It Isn't an Accident

Image

Many people yearn to make sense of their lives and this world. Why do things happen the way they do? Is it part of a plan? Is there no plan? Using the analogy of a train plodding its way along, there are at least three ways people often think of this world and their place:

  1. The runaway train. It hurtles down a track without a controller at the wheel—whatever happens happens. This is the way of scientism and secular humanism. There is no plan, no purpose, no guiding hand—malevolent or otherwise. There is just random meaninglessness.
  2. Fate. The train that is this world is controlled by an impersonal, uncaring, disinterested, and faceless controller we don’t know, can’t see, can’t fathom. This is “blind luck,” Fate, Destiny.
  3. The Good Controller. This is the Christian answer. This is the true God. He controls the train. Under His control, you can see Him, know Him, love Him, trust Him—and He makes Himself available to anyone who wants Him.

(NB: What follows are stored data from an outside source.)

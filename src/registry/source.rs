//! Where bridged Go declarations come from, and their memoization

use super::bridge::{introspect, BridgeModule, TypeClassifier};
use crate::error::{Error, Result};
use anyhow::{bail, Context};
use dashmap::DashMap;
use lazy_static::lazy_static;
use parking_lot::Mutex;
use sha2::{Digest, Sha256};
use std::collections::BTreeMap;
use std::path::PathBuf;
use std::sync::Arc;

/// Supplies the Go files of a package by import path
pub trait DeclSource: Send + Sync {
    /// `(file name, text)` pairs sorted by file name; `_test.go` files may be
    /// included and are ignored by the scanner
    fn package_files(&self, import_path: &str) -> anyhow::Result<Vec<(String, String)>>;
}

/// Reads packages from directories under a list of roots; first root wins
#[derive(Debug, Clone, Default)]
pub struct FsDeclSource {
    roots: Vec<PathBuf>,
}

impl FsDeclSource {
    pub fn new(roots: Vec<PathBuf>) -> Self {
        FsDeclSource { roots }
    }
}

impl DeclSource for FsDeclSource {
    fn package_files(&self, import_path: &str) -> anyhow::Result<Vec<(String, String)>> {
        if import_path.is_empty() || import_path.split('/').any(|seg| seg == ".." || seg.is_empty()) {
            bail!("invalid import path");
        }
        if self.roots.is_empty() {
            bail!("no bridge roots configured");
        }

        for root in &self.roots {
            let dir = root.join(import_path);
            if !dir.is_dir() {
                continue;
            }
            let mut files = Vec::new();
            let entries =
                std::fs::read_dir(&dir).with_context(|| format!("reading {}", dir.display()))?;
            for entry in entries {
                let entry = entry?;
                let name = entry.file_name().to_string_lossy().into_owned();
                if !name.ends_with(".go") || name.ends_with("_test.go") {
                    continue;
                }
                if !entry.file_type()?.is_file() {
                    continue;
                }
                let text = std::fs::read_to_string(entry.path())
                    .with_context(|| format!("reading {}", entry.path().display()))?;
                files.push((name, text));
            }
            if files.is_empty() {
                bail!("no Go files in {}", dir.display());
            }
            files.sort();
            return Ok(files);
        }
        bail!("package not found under any bridge root")
    }
}

/// Packages held in memory
#[derive(Debug, Clone, Default)]
pub struct MemoryDeclSource {
    packages: BTreeMap<String, BTreeMap<String, String>>,
}

impl MemoryDeclSource {
    pub fn new() -> Self {
        Self::default()
    }

    /// Add one file to the package at `import_path`
    pub fn with_file(
        mut self,
        import_path: impl Into<String>,
        file: impl Into<String>,
        text: impl Into<String>,
    ) -> Self {
        self.add_file(import_path, file, text);
        self
    }

    pub fn add_file(
        &mut self,
        import_path: impl Into<String>,
        file: impl Into<String>,
        text: impl Into<String>,
    ) {
        self.packages
            .entry(import_path.into())
            .or_default()
            .insert(file.into(), text.into());
    }
}

impl DeclSource for MemoryDeclSource {
    fn package_files(&self, import_path: &str) -> anyhow::Result<Vec<(String, String)>> {
        match self.packages.get(import_path) {
            Some(files) => Ok(files
                .iter()
                .map(|(name, text)| (name.clone(), text.clone()))
                .collect()),
            None => bail!("package not found"),
        }
    }
}

/// Read and introspect a package without caching
pub fn load_bridge(
    path: &str,
    source: &dyn DeclSource,
    classifier: &dyn TypeClassifier,
) -> Result<BridgeModule> {
    let files = read_package(path, source)?;
    introspect(path, &files, classifier)
}

fn read_package(path: &str, source: &dyn DeclSource) -> Result<Vec<(String, String)>> {
    source.package_files(path).map_err(|e| Error::BridgeError {
        module: path.to_string(),
        reasons: vec![format!("{:#}", e)],
    })
}

/// Hit and miss counters
#[derive(Debug, Clone, Copy, Default, PartialEq, Eq)]
pub struct CacheStats {
    pub hits: u64,
    pub misses: u64,
}

lazy_static! {
    static ref GLOBAL_CACHE: Arc<BridgeCache> = Arc::new(BridgeCache::new());
}

/// Memoized introspection results, keyed by classifier, path and file digest
///
/// Safe to share between concurrent compiles. Files are always re-read, so a
/// changed package is introspected again.
#[derive(Debug, Default)]
pub struct BridgeCache {
    entries: DashMap<String, Arc<BridgeModule>>,
    stats: Mutex<CacheStats>,
}

impl BridgeCache {
    pub fn new() -> Self {
        Self::default()
    }

    /// The process-wide cache
    pub fn global() -> Arc<BridgeCache> {
        Arc::clone(&GLOBAL_CACHE)
    }

    /// Cached introspection of the package at `path`
    pub fn load(
        &self,
        path: &str,
        source: &dyn DeclSource,
        classifier: &dyn TypeClassifier,
    ) -> Result<Arc<BridgeModule>> {
        let files = read_package(path, source)?;
        let key = cache_key(classifier.name(), path, &files);

        if let Some(module) = self.entries.get(&key) {
            self.stats.lock().hits += 1;
            tracing::debug!(module = path, "bridge cache hit");
            return Ok(Arc::clone(module.value()));
        }

        let module = Arc::new(introspect(path, &files, classifier)?);
        self.stats.lock().misses += 1;
        self.entries.insert(key, Arc::clone(&module));
        Ok(module)
    }

    pub fn len(&self) -> usize {
        self.entries.len()
    }

    pub fn is_empty(&self) -> bool {
        self.entries.is_empty()
    }

    pub fn clear(&self) {
        self.entries.clear();
        *self.stats.lock() = CacheStats::default();
    }

    pub fn stats(&self) -> CacheStats {
        *self.stats.lock()
    }
}

fn cache_key(classifier: &str, path: &str, files: &[(String, String)]) -> String {
    let mut hasher = Sha256::new();
    for (name, text) in files {
        hasher.update(name.as_bytes());
        hasher.update([0u8]);
        hasher.update(text.as_bytes());
        hasher.update([0u8]);
    }
    format!("{}:{}:{}", classifier, path, hex::encode(hasher.finalize()))
}

#[cfg(test)]
mod tests {
    use super::*;
    use crate::registry::bridge::GoTypeClassifier;

    #[test]
    fn test_memory_source() {
        let source = MemoryDeclSource::new()
            .with_file("ex/a", "b.go", "package a")
            .with_file("ex/a", "a.go", "package a");
        let files = source.package_files("ex/a").unwrap();
        assert_eq!(files[0].0, "a.go");
        assert!(source.package_files("ex/missing").is_err());
    }

    #[test]
    fn test_fs_source_rejects_escaping_paths() {
        let source = FsDeclSource::new(vec![PathBuf::from(".")]);
        assert!(source.package_files("../etc").is_err());
        assert!(FsDeclSource::default().package_files("x").is_err());
    }

    #[test]
    fn test_cache_hits_on_unchanged_files() {
        let cache = BridgeCache::new();
        let mut source = MemoryDeclSource::new().with_file(
            "ex/greet",
            "greet.go",
            "package greet\nfunc Greet(n string) string { return n }\n",
        );
        let first = cache.load("ex/greet", &source, &GoTypeClassifier).unwrap();
        let second = cache.load("ex/greet", &source, &GoTypeClassifier).unwrap();
        assert!(Arc::ptr_eq(&first, &second));
        assert_eq!(cache.stats(), CacheStats { hits: 1, misses: 1 });

        source.add_file("ex/greet", "more.go", "package greet\nfunc Wave() {}\n");
        let third = cache.load("ex/greet", &source, &GoTypeClassifier).unwrap();
        assert_eq!(third.functions.len(), 2);
        assert_eq!(cache.len(), 2);
    }

    #[test]
    fn test_missing_package_is_bridge_error() {
        let err = load_bridge("ex/none", &MemoryDeclSource::new(), &GoTypeClassifier).unwrap_err();
        assert!(matches!(err, Error::BridgeError { .. }));
        assert!(err.to_string().contains("package not found"));
    }
}
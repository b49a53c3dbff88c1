use std::time::Duration;

/// Default backoff exponent ceiling: retry waits cap at 2^5 = 32 seconds.
pub const DEFAULT_MAX_WAIT_EXPONENT: u32 = 5;

/// Extra attempts granted past the exponent ceiling before giving up.
pub const ATTEMPTS_PAST_CEILING: u32 = 7;

/// Engine configuration
///
/// All values are fixed at engine construction; there is no runtime
/// reconfiguration surface.
#[derive(Debug, Clone)]
pub struct EngineConfig {
    /// Backoff ceiling: retry wait is `2^min(attempts, max_wait_exponent)` seconds
    pub max_wait_exponent: u32,

    /// Attempts before a retryable operation is abandoned
    pub max_attempts: u32,

    /// Requests held back from routine work for emergency operations
    pub reserved_emergency_budget: i64,

    /// Minimum quiet period between auto-saves of the same record
    pub auto_save_interval: Duration,

    /// Global auto-save switch (overridable per store)
    pub auto_save_enabled: bool,

    /// Flush all resident records through emergency saves on shutdown
    pub flush_on_shutdown: bool,

    /// Scheduler tick period
    pub tick_interval: Duration,
}

impl EngineConfig {
    pub fn new() -> Self {
        Self {
            max_wait_exponent: DEFAULT_MAX_WAIT_EXPONENT,
            max_attempts: DEFAULT_MAX_WAIT_EXPONENT + ATTEMPTS_PAST_CEILING,
            reserved_emergency_budget: 5,
            auto_save_interval: Duration::from_secs(30),
            auto_save_enabled: true,
            flush_on_shutdown: true,
            tick_interval: Duration::from_secs(1),
        }
    }

    /// Set the backoff exponent ceiling; also rederives `max_attempts`
    /// as ceiling + 7 (override afterwards with `with_max_attempts`).
    pub fn with_max_wait_exponent(mut self, exponent: u32) -> Self {
        self.max_wait_exponent = exponent;
        self.max_attempts = exponent + ATTEMPTS_PAST_CEILING;
        self
    }

    pub fn with_max_attempts(mut self, attempts: u32) -> Self {
        self.max_attempts = attempts;
        self
    }

    pub fn with_reserved_emergency_budget(mut self, budget: i64) -> Self {
        self.reserved_emergency_budget = budget;
        self
    }

    pub fn with_auto_save_interval(mut self, interval: Duration) -> Self {
        self.auto_save_interval = interval;
        self
    }

    pub fn with_auto_save_enabled(mut self, enabled: bool) -> Self {
        self.auto_save_enabled = enabled;
        self
    }

    pub fn with_flush_on_shutdown(mut self, flush: bool) -> Self {
        self.flush_on_shutdown = flush;
        self
    }

    pub fn with_tick_interval(mut self, interval: Duration) -> Self {
        self.tick_interval = interval;
        self
    }
}

impl Default for EngineConfig {
    fn default() -> Self {
        Self::new()
    }
}

#[cfg(test)]
mod tests {
    use super::*;

    #[test]
    fn derived_max_attempts_follows_exponent() {
        let config = EngineConfig::new().with_max_wait_exponent(3);
        assert_eq!(config.max_attempts, 10);

        let config = config.with_max_attempts(4);
        assert_eq!(config.max_attempts, 4);
        assert_eq!(config.max_wait_exponent, 3);
    }
}
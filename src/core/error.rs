use thiserror::Error;

#[derive(Error, Debug)]
pub enum SyncError {
    #[error("Record for key '{key}' is already resident in store '{store}'")]
    AlreadyResident { store: String, key: String },

    #[error("Record '{0}' is already loaded")]
    AlreadyLoaded(String),

    #[error("Record '{0}' is not loaded")]
    NotLoaded(String),

    #[error("Record '{0}' is closed")]
    RecordClosed(String),

    #[error("Record '{0}' already has an operation pending")]
    OperationPending(String),

    #[error("User id {0} is already associated with this record")]
    DuplicateUserId(u64),

    #[error("Migration {index} failed: {message}")]
    MigrationFailed { index: usize, message: String },

    #[error("Engine is shutting down")]
    ShuttingDown,

    #[error("Lock error: {0}")]
    LockError(String),
}

pub type Result<T> = std::result::Result<T, SyncError>;

impl<T> From<std::sync::PoisonError<T>> for SyncError {
    fn from(err: std::sync::PoisonError<T>) -> Self {
        Self::LockError(err.to_string())
    }
}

Christians need to know—to really know—that you, your life, your circumstances, aren’t an accident. Your life isn’t the result of an impersonal, uncaring Destiny. God knows, sees, cares, drives the train that is your life, my life, all of our lives. One life touches so many others,1 and the confluence of all the events, circumstances, actions (good or bad) in this world work together to bring His story closer to home—His train closer to its station.

The account of Paul’s voyage across the Mediterranean and shipwreck on Malta confronts us with this truth. I didn’t know how to preach the passage. It’s a tough narrative. What are Christians supposed to do with it? If they’re ever imprisoned on a ship headed from Caesarea to Italy, are they to make sure to stay the Winter in Crete? Is that God’s message in that passage (Acts 27:1 – 28:10)?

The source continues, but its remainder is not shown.